▶ _EXERCISE GOAL_: Your task is to show every line in the listing below that includes "EntityType".
++++ EXTRACTED INFORMATION ++++
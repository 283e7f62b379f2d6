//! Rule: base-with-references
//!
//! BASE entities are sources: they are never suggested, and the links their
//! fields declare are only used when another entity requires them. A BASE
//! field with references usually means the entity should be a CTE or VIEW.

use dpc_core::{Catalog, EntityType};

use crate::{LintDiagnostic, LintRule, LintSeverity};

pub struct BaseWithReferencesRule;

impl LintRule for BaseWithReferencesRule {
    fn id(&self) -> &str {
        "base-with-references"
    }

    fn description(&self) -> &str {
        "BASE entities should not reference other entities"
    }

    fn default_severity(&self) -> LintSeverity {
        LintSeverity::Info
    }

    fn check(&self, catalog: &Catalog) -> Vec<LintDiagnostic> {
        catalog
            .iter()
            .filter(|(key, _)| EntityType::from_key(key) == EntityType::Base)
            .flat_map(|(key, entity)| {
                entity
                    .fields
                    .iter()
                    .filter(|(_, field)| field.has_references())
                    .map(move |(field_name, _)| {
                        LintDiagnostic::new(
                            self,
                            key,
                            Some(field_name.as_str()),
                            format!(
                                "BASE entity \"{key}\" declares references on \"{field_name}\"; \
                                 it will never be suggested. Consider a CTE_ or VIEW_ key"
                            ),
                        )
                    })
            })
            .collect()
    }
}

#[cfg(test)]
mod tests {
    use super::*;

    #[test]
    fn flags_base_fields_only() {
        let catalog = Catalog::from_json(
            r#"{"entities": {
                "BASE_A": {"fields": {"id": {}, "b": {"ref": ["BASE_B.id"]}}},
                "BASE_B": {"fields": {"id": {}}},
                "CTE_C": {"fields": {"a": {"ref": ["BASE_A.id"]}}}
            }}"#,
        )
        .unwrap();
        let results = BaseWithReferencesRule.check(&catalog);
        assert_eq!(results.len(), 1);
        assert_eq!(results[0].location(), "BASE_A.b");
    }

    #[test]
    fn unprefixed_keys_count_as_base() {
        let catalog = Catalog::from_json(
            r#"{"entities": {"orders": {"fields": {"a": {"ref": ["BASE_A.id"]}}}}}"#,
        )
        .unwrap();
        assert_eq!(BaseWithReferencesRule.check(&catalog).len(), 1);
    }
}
++++
++++ EXTRACTED INFORMATION ++++
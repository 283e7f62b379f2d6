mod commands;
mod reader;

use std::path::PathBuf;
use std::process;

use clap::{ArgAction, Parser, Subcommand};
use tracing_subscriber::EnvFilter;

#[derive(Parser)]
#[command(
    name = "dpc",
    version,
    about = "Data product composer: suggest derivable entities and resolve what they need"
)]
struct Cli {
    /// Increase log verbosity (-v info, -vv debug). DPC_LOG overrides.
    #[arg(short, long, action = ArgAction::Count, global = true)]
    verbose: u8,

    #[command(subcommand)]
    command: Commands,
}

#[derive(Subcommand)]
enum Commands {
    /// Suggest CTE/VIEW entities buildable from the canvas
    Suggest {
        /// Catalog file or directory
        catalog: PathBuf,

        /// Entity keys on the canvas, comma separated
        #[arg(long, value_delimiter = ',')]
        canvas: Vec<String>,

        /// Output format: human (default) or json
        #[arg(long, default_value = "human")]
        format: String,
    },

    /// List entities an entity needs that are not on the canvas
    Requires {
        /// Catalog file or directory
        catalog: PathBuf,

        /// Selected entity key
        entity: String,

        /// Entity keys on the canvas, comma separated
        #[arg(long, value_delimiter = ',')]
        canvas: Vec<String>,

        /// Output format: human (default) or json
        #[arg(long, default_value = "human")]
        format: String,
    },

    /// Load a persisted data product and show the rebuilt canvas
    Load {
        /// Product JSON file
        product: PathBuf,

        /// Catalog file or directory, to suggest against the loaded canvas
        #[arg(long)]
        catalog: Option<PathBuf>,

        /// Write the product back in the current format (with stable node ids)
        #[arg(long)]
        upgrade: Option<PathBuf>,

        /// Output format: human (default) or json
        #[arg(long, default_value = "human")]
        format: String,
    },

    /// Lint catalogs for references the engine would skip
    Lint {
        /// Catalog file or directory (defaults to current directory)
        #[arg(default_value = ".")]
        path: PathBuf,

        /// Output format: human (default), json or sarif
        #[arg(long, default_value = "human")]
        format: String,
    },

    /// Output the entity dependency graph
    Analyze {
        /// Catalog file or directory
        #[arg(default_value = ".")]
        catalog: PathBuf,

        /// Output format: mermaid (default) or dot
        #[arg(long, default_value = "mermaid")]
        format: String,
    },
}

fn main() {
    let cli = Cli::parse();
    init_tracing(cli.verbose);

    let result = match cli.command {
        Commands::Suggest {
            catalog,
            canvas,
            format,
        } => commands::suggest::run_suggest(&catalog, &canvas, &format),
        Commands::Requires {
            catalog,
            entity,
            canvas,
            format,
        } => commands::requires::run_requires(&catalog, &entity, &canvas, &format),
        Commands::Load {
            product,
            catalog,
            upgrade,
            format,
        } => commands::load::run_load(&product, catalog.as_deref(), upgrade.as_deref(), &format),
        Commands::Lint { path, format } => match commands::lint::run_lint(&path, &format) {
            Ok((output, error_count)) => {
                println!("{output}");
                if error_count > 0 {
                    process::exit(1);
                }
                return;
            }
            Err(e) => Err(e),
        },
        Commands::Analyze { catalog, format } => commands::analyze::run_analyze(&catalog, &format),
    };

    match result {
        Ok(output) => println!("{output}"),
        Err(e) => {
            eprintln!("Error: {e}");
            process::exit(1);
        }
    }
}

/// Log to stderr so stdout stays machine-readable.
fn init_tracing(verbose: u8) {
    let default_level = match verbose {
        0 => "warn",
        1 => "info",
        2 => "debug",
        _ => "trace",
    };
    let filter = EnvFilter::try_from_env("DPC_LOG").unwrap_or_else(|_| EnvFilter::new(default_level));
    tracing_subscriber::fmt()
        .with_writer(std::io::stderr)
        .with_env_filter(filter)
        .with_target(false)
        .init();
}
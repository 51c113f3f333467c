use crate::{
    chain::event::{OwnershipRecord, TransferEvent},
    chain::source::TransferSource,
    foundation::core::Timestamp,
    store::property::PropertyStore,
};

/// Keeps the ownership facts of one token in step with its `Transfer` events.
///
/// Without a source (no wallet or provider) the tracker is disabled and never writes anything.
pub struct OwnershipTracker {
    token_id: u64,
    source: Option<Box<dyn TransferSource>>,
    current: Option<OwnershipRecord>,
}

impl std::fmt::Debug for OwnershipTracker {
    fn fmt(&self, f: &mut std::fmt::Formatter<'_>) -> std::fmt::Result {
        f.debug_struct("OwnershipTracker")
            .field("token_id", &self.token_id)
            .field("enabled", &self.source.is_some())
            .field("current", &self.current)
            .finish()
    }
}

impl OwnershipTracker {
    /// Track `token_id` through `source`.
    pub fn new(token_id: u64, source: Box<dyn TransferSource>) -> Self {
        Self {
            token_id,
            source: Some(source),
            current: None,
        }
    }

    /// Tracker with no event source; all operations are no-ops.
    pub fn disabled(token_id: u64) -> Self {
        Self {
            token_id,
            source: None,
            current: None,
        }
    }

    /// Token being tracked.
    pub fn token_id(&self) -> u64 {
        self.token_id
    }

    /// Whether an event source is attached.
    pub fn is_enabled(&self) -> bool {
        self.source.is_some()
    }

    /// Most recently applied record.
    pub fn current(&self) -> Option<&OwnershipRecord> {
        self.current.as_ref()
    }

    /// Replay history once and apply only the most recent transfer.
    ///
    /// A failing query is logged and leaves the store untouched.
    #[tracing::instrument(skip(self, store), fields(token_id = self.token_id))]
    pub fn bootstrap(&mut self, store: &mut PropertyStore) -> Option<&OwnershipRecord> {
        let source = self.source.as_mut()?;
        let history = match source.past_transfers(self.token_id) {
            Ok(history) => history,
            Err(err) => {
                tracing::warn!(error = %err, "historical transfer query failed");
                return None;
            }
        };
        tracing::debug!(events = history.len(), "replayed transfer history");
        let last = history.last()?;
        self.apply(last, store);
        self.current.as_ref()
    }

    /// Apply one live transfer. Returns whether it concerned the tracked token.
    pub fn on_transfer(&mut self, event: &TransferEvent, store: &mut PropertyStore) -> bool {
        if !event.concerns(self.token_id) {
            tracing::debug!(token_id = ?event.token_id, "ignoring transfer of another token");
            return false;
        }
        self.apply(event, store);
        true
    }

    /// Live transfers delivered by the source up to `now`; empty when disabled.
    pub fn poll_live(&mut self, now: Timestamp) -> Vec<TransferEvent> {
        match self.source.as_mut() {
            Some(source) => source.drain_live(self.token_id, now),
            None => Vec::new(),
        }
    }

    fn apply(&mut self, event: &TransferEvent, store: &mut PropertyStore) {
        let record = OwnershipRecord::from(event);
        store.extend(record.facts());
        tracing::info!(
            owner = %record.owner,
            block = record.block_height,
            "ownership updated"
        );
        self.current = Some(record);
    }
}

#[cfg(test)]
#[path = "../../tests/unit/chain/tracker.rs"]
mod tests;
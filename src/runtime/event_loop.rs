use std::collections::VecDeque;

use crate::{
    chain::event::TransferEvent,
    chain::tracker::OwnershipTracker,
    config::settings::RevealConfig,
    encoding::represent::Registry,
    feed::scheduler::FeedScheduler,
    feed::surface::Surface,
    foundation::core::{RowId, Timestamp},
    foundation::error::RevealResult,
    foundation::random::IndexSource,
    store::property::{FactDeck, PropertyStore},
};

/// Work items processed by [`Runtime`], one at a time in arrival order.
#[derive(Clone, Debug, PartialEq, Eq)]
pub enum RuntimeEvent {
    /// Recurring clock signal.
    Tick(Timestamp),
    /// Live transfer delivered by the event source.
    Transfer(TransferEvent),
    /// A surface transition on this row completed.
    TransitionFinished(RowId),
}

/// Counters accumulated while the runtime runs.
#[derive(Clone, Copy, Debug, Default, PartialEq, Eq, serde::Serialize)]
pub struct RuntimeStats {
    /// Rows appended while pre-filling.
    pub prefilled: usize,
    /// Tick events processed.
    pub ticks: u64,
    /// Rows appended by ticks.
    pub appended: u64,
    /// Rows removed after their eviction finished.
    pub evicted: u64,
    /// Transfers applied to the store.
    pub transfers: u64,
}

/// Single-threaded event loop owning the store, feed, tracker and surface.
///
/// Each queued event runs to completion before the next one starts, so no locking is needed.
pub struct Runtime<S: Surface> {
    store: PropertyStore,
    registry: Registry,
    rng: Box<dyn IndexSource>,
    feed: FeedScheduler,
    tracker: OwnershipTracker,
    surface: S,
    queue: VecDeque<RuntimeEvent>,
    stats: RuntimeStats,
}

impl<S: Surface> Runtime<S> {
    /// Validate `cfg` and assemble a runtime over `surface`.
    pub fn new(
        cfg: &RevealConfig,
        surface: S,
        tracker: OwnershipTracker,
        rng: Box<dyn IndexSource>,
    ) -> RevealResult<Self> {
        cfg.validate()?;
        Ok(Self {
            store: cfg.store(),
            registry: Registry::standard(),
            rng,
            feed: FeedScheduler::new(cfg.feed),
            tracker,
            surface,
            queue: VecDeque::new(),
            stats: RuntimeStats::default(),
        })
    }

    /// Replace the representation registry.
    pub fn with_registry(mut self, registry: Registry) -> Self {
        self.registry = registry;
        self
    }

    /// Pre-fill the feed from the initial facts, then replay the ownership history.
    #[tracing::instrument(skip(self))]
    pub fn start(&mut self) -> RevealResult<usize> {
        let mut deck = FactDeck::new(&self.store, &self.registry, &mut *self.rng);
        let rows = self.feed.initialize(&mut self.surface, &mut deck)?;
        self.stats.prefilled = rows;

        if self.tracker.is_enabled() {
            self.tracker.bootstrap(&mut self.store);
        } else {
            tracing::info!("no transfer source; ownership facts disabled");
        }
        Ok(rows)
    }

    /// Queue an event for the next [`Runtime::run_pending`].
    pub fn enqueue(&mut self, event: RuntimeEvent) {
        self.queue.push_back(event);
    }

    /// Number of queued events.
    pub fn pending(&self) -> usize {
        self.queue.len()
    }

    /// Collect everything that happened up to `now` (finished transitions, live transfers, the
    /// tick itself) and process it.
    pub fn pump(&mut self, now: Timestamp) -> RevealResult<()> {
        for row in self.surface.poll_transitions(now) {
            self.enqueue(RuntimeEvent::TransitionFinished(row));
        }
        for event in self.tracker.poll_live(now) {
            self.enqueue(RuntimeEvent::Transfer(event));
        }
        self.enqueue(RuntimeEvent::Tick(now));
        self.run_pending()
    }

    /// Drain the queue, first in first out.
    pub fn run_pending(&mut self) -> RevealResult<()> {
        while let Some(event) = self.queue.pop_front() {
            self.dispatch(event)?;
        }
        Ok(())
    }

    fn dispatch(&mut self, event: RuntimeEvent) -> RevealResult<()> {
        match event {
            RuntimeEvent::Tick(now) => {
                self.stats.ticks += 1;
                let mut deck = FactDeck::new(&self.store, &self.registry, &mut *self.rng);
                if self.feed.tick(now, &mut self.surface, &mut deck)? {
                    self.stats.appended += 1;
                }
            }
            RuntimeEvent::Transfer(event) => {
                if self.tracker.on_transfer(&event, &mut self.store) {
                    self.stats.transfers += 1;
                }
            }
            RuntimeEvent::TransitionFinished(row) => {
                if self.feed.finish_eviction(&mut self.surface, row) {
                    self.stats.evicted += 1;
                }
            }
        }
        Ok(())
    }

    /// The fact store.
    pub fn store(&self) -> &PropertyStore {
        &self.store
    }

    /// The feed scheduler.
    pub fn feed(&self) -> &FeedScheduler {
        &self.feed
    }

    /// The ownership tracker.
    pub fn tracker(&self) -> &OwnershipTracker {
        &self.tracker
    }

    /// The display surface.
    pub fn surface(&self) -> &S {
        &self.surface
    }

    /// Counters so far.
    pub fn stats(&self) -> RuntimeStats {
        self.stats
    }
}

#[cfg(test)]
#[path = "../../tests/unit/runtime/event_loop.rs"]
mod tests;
++++
++++ EXTRACTED INFORMATION ++++
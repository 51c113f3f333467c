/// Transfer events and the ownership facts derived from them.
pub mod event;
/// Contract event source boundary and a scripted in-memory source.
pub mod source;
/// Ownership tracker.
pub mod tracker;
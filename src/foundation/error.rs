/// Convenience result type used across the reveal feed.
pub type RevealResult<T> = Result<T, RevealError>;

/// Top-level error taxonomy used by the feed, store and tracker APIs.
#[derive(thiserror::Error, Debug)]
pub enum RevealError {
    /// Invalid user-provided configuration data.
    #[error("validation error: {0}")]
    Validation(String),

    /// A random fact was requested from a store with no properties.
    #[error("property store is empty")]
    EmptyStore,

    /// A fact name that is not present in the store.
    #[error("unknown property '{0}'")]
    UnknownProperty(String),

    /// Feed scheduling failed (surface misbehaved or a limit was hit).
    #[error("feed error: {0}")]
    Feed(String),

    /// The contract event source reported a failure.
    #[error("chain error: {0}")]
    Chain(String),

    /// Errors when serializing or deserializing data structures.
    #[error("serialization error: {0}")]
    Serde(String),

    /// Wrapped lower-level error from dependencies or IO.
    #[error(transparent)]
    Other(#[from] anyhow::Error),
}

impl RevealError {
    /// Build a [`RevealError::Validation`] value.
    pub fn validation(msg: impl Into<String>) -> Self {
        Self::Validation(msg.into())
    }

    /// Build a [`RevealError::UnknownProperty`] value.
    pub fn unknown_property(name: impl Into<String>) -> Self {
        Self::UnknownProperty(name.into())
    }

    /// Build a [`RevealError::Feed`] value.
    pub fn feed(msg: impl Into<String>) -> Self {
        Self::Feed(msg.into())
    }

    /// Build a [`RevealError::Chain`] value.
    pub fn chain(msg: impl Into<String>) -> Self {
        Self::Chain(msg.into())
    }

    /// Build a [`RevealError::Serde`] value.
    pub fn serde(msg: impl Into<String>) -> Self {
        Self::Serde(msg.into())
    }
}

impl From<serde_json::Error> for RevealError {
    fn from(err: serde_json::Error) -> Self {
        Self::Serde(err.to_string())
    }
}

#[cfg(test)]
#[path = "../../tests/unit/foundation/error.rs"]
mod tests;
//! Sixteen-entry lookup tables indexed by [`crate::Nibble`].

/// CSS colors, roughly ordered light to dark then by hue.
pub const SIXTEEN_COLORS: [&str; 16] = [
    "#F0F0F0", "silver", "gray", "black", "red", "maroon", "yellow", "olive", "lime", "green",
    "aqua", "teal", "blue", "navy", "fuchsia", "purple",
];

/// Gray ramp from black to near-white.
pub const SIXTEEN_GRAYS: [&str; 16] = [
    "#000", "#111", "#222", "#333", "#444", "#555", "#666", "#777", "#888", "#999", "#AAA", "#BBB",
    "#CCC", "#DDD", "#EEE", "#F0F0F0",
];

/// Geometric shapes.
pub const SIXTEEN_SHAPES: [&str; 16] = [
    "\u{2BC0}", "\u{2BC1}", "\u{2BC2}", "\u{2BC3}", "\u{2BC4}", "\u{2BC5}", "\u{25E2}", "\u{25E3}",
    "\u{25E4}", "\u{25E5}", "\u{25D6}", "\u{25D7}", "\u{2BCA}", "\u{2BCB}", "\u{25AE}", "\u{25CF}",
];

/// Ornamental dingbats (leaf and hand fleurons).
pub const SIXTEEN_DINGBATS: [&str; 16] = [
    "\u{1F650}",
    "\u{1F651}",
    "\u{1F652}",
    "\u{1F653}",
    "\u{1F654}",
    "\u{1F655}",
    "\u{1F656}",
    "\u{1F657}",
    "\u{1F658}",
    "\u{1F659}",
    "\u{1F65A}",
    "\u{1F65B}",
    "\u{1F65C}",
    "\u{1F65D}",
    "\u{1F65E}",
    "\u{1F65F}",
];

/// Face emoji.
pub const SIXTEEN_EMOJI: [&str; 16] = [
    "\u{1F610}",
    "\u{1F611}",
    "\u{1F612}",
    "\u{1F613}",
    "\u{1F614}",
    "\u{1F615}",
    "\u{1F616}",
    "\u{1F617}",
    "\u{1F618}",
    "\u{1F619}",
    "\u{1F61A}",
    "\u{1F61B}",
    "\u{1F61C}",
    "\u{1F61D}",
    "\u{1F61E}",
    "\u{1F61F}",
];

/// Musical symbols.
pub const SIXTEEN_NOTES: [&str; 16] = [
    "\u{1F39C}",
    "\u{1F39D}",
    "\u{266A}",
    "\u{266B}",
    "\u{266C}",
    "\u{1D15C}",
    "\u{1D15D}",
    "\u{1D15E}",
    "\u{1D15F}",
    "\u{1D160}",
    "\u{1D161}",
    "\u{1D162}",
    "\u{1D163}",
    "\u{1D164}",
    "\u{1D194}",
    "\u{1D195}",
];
++++
▶ _WRITTEN SOLUTION_:
use dpc_core::{Catalog, EntityType};
            .filter(|(key, _)| EntityType::from_key(key) == EntityType::Base)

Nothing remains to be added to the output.